Les faits dans l’affaire Pro Sys
Dans l’affaire Pro Sys, les demandeurs ont déposé une requête en autorisation de recours collectif touchant un groupe d’acheteurs directs et indirects de puces de mémoire vive dynamique (DRAM) de Colombie-Britannique. Toutefois, le groupe était essentiellement composé d’acheteurs indirects de DRAM qui avaient été fabriquées à l’extérieur du Canada.

Étant donné les faits sous jacents, l’affaire a été considérée comme une cause type pour divers recours collectifs proposés au Canada découlant d’enquêtes en matière de concurrence menées dans plusieurs territoires sur l’industrie de l’électronique (et qui touchaient les DRAM, les SRAM, les cristaux liquides, la mémoire flash et d’autres produits).

Autorisation refusée
Dans son jugement, la Cour a souligné que le demandeur a le fardeau d’établir l’existence de questions communes et, par extension, qu’il doit faire la preuve que les questions centrales de la perte et de la responsabilité aux termes de la Loi sur la concurrence (Canada) pourraient s’appliquer à l’ensemble d’un groupe.

Étant donné la complexité des circuits de distribution des DRAM, le fait que les DRAM sont utilisées comme intrant dans une large gamme de produits (par exemple les ordinateurs portables, les consoles de jeu et les lecteurs MP3) et la nature théorique et préliminaire de l’analyse d’experts du demandeur à l’égard de l’incidence du transfert de la perte, la Cour a conclu que les demandeurs avaient été incapables de faire la preuve d’une méthode viable pour la démonstration du préjudice à l’échelle du groupe.

Par conséquent, le tribunal a jugé que le demandeur avait été incapable de démontrer que la responsabilité pouvait être établie à l’échelle du groupe.
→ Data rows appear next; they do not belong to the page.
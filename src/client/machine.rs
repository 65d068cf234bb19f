//! The uploader widget's state machine.
//!
//! ```text
//! Idle --drop--> Selected --upload--> Uploading --2xx--> Uploaded --delete--> Deleting --> Idle
//!                                         |                  ^                    |
//!                                         +--fail--> Error   +------- fail -------+
//! ```
//!
//! `Error` keeps the selected file so `retry` can start a fresh attempt.

use futures::StreamExt;
use thiserror::Error;
use tokio::sync::mpsc;
use uuid::Uuid;

use super::backend::{TransferEvent, UploadBackend};
use super::state::{LocalFile, Phase, PreviewRef, PreviewRegistry, UploadState};
use super::{NoticeLevel, UploadError, UploaderEvent};
use crate::deletion::DeleteOutcome;

/// Storage responses that count as a completed transfer.
pub const ACCEPTED_TRANSFER_STATUSES: [u16; 2] = [200, 204];

const MAX_FILE_SIZE: u64 = 5 * 1024 * 1024;

/// What a drop is checked against before anything is selected.
#[derive(Debug, Clone, PartialEq, Eq)]
pub struct DropConstraints {
    pub max_files: usize,
    pub max_size: u64,
    /// A MIME type, or a family such as `image/*`
    pub accept: String,
}

impl Default for DropConstraints {
    fn default() -> Self {
        Self {
            max_files: 1,
            max_size: MAX_FILE_SIZE,
            accept: "image/*".to_string(),
        }
    }
}

impl DropConstraints {
    pub fn accepts(&self, content_type: &str) -> bool {
        let accept = self.accept.trim();
        if accept.is_empty() || accept == "*/*" {
            return true;
        }
        match accept.strip_suffix('*') {
            Some(family) => content_type
                .to_ascii_lowercase()
                .starts_with(&family.to_ascii_lowercase()),
            None => content_type.eq_ignore_ascii_case(accept),
        }
    }
}

#[derive(Debug, Clone, Copy, PartialEq, Eq, Error)]
pub enum DropRejection {
    #[error("Drop is disabled while a file is uploading or uploaded")]
    Disabled,
    #[error("No file was dropped")]
    Empty,
    #[error("Error too many files, only one file is allowed.")]
    TooManyFiles,
    #[error("File size too large")]
    FileTooLarge,
    #[error("File type is not accepted")]
    InvalidType,
}

/// Drives one file through selection, transfer and deletion.
///
/// State changes only through these methods. Hosts observe them through
/// [`Uploader::state`] and the event channel.
pub struct Uploader<B> {
    backend: B,
    constraints: DropConstraints,
    events: mpsc::UnboundedSender<UploaderEvent>,
    previews: PreviewRegistry,
    state: UploadState,
}

impl<B> Uploader<B> {
    pub fn state(&self) -> &UploadState {
        &self.state
    }

    pub fn previews(&self) -> &PreviewRegistry {
        &self.previews
    }

    /// Share a preview registry with the host instead of owning a private one.
    pub fn with_previews(mut self, previews: PreviewRegistry) -> Self {
        self.release_preview();
        self.previews = previews;
        self
    }

    pub fn is_drop_disabled(&self) -> bool {
        matches!(
            self.state.phase,
            Phase::Uploading | Phase::Uploaded | Phase::Deleting
        )
    }

    fn release_preview(&mut self) {
        if let Some(PreviewRef::Local(handle)) = self.state.preview.take() {
            self.previews.release(handle);
        }
    }

    fn emit(&self, event: UploaderEvent) {
        // The host may have stopped listening
        let _ = self.events.send(event);
    }

    fn notify(&self, level: NoticeLevel, message: impl Into<String>) {
        self.emit(UploaderEvent::Notice {
            level,
            message: message.into(),
        });
    }
}

impl<B> Drop for Uploader<B> {
    fn drop(&mut self) {
        self.release_preview();
    }
}

impl<B: UploadBackend> Uploader<B> {
    pub fn new(
        backend: B,
        constraints: DropConstraints,
        events: mpsc::UnboundedSender<UploaderEvent>,
    ) -> Self {
        Self {
            backend,
            constraints,
            events,
            previews: PreviewRegistry::default(),
            state: UploadState::default(),
        }
    }

    /// Start from an object that is already stored, e.g. when editing a
    /// saved course. An empty key starts idle.
    pub fn with_value(
        backend: B,
        constraints: DropConstraints,
        events: mpsc::UnboundedSender<UploaderEvent>,
        storage_key: &str,
    ) -> Self {
        let mut uploader = Self::new(backend, constraints, events);
        let key = storage_key.trim();
        if !key.is_empty() {
            uploader.state = UploadState {
                phase: Phase::Uploaded,
                progress_percent: 100,
                preview: Some(PreviewRef::Remote(uploader.backend.preview_url(key))),
                storage_key: Some(key.to_string()),
                ..UploadState::default()
            };
        }
        uploader
    }

    /// Accept a drop of candidate files. On success exactly one file is
    /// selected and the previous selection (and its preview) is discarded.
    pub fn select(&mut self, files: Vec<LocalFile>) -> Result<(), DropRejection> {
        if self.is_drop_disabled() {
            return Err(DropRejection::Disabled);
        }

        let rejection = if files.len() > self.constraints.max_files {
            Some(DropRejection::TooManyFiles)
        } else if files.iter().any(|f| f.size() > self.constraints.max_size) {
            Some(DropRejection::FileTooLarge)
        } else if files
            .iter()
            .any(|f| !self.constraints.accepts(&f.content_type))
        {
            Some(DropRejection::InvalidType)
        } else {
            None
        };
        if let Some(rejection) = rejection {
            self.notify(NoticeLevel::Error, rejection.to_string());
            return Err(rejection);
        }

        let Some(file) = files.into_iter().next() else {
            return Err(DropRejection::Empty);
        };

        self.release_preview();
        let preview = self.previews.create(file.data.clone());
        self.state = UploadState {
            id: Some(Uuid::new_v4()),
            file: Some(file),
            phase: Phase::Selected,
            preview: Some(PreviewRef::Local(preview)),
            ..UploadState::default()
        };
        Ok(())
    }

    /// Select the dropped files and upload the selection. Failures end up in
    /// the state and as notices; the resulting phase is returned.
    pub async fn on_drop(&mut self, files: Vec<LocalFile>) -> Phase {
        if self.select(files).is_ok() {
            let _ = self.upload().await;
        }
        self.state.phase
    }

    /// Request a grant for the selected file and transfer it.
    /// Returns the storage key once the object is stored.
    pub async fn upload(&mut self) -> Result<String, UploadError> {
        let file = match (self.state.phase, &self.state.file) {
            (Phase::Selected | Phase::Error, Some(file)) => file.clone(),
            (phase, _) => return Err(UploadError::InvalidPhase(phase)),
        };

        let attempt = Uuid::new_v4();
        self.state.id = Some(attempt);
        self.state.phase = Phase::Uploading;
        self.state.progress_percent = 0;
        self.state.storage_key = None;
        tracing::debug!(attempt = %attempt, file_name = %file.name, "Starting upload");

        let result = self.run_attempt(attempt, &file).await;
        match &result {
            Ok(key) => {
                self.state.phase = Phase::Uploaded;
                self.state.progress_percent = 100;
                self.state.storage_key = Some(key.clone());
                self.emit(UploaderEvent::ValueChanged(Some(key.clone())));
                self.notify(NoticeLevel::Success, "File uploaded successfully");
            }
            Err(e) => {
                tracing::warn!(attempt = %attempt, error = %e, "Upload failed");
                self.state.phase = Phase::Error;
                self.state.progress_percent = 0;
                self.state.storage_key = None;
                self.notify(NoticeLevel::Error, e.user_message());
            }
        }
        result
    }

    /// Start a new attempt with the file kept from the failed one.
    pub async fn retry(&mut self) -> Result<String, UploadError> {
        if self.state.phase != Phase::Error {
            return Err(UploadError::InvalidPhase(self.state.phase));
        }
        self.upload().await
    }

    /// Record transfer progress for `attempt`. Reports for any other attempt
    /// are ignored, as are reports that would move progress backwards.
    pub fn apply_progress(&mut self, attempt: Uuid, percent: u8) -> bool {
        if self.state.phase != Phase::Uploading || self.state.id != Some(attempt) {
            return false;
        }
        self.state.progress_percent = self.state.progress_percent.max(percent.min(100));
        self.emit(UploaderEvent::Progress(self.state.progress_percent));
        true
    }

    /// Remove the stored object. From `Idle` there is nothing to remove and
    /// `NotFound` is reported without touching the network.
    pub async fn delete(&mut self) -> Result<DeleteOutcome, UploadError> {
        match self.state.phase {
            Phase::Idle => return Ok(DeleteOutcome::NotFound),
            Phase::Uploaded => {}
            phase => return Err(UploadError::InvalidPhase(phase)),
        }
        let Some(key) = self.state.storage_key.take() else {
            return Err(UploadError::Internal(
                "uploaded file has no storage key".to_string(),
            ));
        };

        self.state.phase = Phase::Deleting;
        self.state.deletion_failed = false;

        match self.backend.delete_object(&key).await {
            Ok(outcome) => {
                tracing::debug!(storage_key = %key, ?outcome, "Deleted upload");
                self.release_preview();
                self.state = UploadState::default();
                self.emit(UploaderEvent::ValueChanged(None));
                self.notify(NoticeLevel::Success, "File deleted");
                Ok(outcome)
            }
            Err(e) => {
                tracing::warn!(storage_key = %key, error = %e, "Deletion failed");
                self.state.storage_key = Some(key);
                self.state.phase = Phase::Uploaded;
                self.state.deletion_failed = true;
                self.notify(NoticeLevel::Error, "Could not delete the file");
                Err(match e {
                    UploadError::DeletionFailed(_) | UploadError::Unauthorized => e,
                    other => UploadError::DeletionFailed(other.to_string()),
                })
            }
        }
    }

    async fn run_attempt(
        &mut self,
        attempt: Uuid,
        file: &LocalFile,
    ) -> Result<String, UploadError> {
        let grant = self.backend.request_grant(&file.descriptor()).await?;

        let mut transfer = self.backend.transfer(&grant, file);
        while let Some(event) = transfer.next().await {
            match event {
                TransferEvent::Progress(percent) => {
                    self.apply_progress(attempt, percent);
                }
                TransferEvent::Completed { status }
                    if ACCEPTED_TRANSFER_STATUSES.contains(&status) =>
                {
                    return Ok(grant.storage_key);
                }
                TransferEvent::Completed { status } => {
                    return Err(UploadError::TransferFailed(format!(
                        "storage responded with status {status}"
                    )));
                }
                TransferEvent::Failed(reason) => return Err(UploadError::TransferFailed(reason)),
            }
        }
        Err(UploadError::TransferFailed(
            "transfer ended without a response".to_string(),
        ))
    }
}

#[cfg(test)]
mod tests {
    use super::*;

    #[test]
    fn test_accepts_families_and_exact_types() {
        let images = DropConstraints::default();
        assert!(images.accepts("image/png"));
        assert!(images.accepts("IMAGE/JPEG"));
        assert!(!images.accepts("application/pdf"));

        let pdf = DropConstraints {
            accept: "application/pdf".to_string(),
            ..Default::default()
        };
        assert!(pdf.accepts("application/pdf"));
        assert!(!pdf.accepts("image/png"));

        let any = DropConstraints {
            accept: "*/*".to_string(),
            ..Default::default()
        };
        assert!(any.accepts("video/mp4"));
    }
}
Étant donné l’incapacité du demandeur de démontrer que la responsabilité constituait une question commune, la Cour a conclu que le recours du demandeur céderait le pas à un grand nombre de questions individuelles et qu’il ne présentait pas l’apparence d’un processus gérable et traitable.

En outre, la Cour a conclu que le demandeur représentatif avait des conflits inconciliables avec les autres membres du groupe. Pour ces raisons et d’autres, la Cour a décidé de ne pas accorder l’autorisation d’exercer le recours collectif.

Importance de l’affaire
Cette affaire fait ressortir la difficulté de faire autoriser un recours collectif en matière de concurrence au Canada, en particulier lorsque le groupe comprend des acheteurs indirects et qu’il s’agit d’un produit intermédiaire distribué au moyen d’un réseau de distribution complexe.

La décision de la Cour souligne également que l’application des critères d’autorisation à un recours collectif en matière de concurrence repose largement sur l’évaluation que fait la Cour de la qualité et de la rigueur de la preuve d’experts. En outre, la Cour a semblé sérieusement douter qu’un demandeur représentatif puisse représenter un groupe mixte composé d’acheteurs directs et indirects au Canada, à la lumière des sérieux conflits d’intérêts liés à l’incidence de la surfacturation.

Étant donné l’importance de cette décision, il est fort probable qu’elle fera l’objet d’un appel; il y a d’ailleurs des procédures parallèles demandant l’autorisation d’exercer un recours collectif à l’égard des DRAM au Québec.

Il reste toutefois à voir si la décision de la Cour constituera le dernier mot à l’égard des principes qui régissent l’autorisation d’exercer des recours collectifs dans le domaine de l’électronique et dans d’autres affaires mettant en jeu des acheteurs indirects au Canada.

Par Peter Franklyn, Christopher Naudie, Tris Mallett, d'Osler , Hoskin & Harcourt LLP.

Osler a représenté l’un des défendeurs qui a eu gain de cause dans cette affaire.